## Information shown
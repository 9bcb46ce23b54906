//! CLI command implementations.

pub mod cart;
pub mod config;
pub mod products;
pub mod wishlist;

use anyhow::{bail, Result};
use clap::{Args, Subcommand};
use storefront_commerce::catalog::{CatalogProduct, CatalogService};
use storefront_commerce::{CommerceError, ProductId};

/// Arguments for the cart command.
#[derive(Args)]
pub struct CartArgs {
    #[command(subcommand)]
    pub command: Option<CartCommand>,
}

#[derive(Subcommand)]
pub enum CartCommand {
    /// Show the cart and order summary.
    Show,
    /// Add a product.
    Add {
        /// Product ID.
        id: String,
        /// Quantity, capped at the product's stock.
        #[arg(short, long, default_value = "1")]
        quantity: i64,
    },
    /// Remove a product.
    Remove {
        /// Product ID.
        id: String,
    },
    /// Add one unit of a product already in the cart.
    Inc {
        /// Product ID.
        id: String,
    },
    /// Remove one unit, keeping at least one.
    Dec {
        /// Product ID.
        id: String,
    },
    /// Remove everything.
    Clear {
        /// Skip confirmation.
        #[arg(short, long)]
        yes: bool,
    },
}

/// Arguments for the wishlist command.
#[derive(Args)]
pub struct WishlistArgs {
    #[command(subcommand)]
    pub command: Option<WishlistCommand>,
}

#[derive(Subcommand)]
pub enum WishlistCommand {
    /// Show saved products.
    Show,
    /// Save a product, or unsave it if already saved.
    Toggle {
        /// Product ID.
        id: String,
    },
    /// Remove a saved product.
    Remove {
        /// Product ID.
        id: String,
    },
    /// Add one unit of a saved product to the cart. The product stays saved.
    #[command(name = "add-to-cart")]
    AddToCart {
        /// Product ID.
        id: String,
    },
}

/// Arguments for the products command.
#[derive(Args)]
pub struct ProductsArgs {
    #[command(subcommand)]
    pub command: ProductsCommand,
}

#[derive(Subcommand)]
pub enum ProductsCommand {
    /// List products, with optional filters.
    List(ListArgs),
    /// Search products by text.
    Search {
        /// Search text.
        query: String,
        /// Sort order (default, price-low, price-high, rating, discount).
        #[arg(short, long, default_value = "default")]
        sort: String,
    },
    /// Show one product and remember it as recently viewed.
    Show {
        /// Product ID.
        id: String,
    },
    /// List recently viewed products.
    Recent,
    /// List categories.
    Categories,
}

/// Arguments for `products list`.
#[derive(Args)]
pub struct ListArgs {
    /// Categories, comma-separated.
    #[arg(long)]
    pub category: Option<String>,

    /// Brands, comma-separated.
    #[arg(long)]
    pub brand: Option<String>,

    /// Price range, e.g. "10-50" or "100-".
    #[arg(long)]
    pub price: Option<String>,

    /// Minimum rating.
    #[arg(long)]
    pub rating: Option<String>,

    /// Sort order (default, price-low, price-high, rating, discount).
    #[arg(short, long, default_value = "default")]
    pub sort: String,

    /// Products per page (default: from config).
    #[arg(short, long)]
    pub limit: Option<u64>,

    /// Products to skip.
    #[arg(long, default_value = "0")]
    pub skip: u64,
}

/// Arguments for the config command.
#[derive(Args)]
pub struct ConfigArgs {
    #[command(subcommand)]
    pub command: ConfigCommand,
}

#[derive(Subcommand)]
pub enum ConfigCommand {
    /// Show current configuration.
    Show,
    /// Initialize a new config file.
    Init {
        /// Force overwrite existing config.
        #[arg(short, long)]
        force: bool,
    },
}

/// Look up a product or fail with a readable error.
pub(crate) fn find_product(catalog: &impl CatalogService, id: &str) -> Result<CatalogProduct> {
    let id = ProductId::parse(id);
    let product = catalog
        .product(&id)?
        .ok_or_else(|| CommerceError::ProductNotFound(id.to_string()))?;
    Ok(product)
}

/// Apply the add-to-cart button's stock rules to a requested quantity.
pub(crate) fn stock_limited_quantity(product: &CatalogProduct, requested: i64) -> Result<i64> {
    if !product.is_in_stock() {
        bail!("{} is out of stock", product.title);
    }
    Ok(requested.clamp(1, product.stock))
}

* * *

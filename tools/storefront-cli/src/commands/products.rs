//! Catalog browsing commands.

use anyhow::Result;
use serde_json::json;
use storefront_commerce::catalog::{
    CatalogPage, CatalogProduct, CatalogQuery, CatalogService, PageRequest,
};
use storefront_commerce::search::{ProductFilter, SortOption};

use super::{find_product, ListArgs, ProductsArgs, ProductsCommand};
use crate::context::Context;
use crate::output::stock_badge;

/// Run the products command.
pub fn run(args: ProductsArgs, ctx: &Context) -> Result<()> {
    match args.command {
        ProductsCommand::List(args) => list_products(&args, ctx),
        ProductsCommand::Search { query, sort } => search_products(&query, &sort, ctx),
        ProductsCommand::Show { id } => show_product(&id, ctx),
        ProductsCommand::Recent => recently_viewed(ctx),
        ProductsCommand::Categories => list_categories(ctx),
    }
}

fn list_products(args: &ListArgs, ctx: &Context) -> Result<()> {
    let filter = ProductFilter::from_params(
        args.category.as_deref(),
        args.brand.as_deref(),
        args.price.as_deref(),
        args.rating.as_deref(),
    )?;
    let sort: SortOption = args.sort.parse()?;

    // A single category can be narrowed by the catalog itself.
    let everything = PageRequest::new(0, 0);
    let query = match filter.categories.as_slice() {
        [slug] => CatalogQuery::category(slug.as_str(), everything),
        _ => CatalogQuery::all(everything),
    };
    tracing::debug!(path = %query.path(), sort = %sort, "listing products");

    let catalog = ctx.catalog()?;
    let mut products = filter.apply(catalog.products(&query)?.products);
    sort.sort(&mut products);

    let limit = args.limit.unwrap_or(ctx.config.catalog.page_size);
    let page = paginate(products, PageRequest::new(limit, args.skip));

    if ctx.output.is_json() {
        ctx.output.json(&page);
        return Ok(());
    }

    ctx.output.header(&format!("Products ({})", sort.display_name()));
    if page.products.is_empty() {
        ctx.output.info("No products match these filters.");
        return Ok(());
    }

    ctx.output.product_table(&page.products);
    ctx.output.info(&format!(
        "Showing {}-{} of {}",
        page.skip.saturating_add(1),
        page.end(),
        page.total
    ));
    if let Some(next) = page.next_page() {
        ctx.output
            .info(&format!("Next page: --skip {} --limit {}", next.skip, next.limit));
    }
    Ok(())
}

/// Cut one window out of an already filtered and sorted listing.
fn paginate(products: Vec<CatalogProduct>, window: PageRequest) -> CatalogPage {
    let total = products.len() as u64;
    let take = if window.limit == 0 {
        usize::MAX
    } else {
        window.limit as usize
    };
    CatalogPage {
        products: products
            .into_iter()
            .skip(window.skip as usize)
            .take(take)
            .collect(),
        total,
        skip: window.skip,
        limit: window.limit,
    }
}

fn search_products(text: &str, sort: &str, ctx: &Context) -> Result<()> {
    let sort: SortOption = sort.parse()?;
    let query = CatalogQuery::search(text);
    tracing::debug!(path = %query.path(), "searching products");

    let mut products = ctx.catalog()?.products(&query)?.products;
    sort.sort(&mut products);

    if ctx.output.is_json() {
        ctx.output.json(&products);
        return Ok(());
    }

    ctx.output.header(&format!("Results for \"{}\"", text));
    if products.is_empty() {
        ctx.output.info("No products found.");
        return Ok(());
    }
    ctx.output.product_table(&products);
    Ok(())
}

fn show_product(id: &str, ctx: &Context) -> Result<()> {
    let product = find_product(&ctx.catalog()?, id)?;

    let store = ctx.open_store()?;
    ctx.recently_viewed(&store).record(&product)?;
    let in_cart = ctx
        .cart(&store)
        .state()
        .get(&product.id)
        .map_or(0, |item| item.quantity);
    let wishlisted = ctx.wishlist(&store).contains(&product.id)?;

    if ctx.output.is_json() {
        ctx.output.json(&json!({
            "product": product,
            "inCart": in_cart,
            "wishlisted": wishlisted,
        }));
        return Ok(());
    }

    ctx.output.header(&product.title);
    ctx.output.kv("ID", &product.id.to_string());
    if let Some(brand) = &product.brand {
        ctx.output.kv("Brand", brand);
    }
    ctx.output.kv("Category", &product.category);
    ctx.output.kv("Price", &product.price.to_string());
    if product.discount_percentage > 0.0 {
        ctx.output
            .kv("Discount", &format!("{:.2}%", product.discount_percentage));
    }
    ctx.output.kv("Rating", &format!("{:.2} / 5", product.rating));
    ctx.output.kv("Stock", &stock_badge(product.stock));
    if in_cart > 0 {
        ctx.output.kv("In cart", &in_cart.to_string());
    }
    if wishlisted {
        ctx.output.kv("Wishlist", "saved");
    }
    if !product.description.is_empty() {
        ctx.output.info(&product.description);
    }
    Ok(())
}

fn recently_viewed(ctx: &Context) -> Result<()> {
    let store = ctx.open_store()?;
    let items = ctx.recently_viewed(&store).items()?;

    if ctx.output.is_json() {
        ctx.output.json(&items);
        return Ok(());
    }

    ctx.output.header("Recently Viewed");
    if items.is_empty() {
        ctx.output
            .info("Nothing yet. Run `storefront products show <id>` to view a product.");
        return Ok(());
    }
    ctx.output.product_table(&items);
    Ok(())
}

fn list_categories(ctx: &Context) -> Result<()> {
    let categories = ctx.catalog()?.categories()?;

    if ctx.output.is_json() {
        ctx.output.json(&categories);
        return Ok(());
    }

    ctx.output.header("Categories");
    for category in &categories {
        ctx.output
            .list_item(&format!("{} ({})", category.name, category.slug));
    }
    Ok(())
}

## Your objective
Your reply must consist solely of the number of lines in the data that contain the word "debug".

## Solution to this problem
2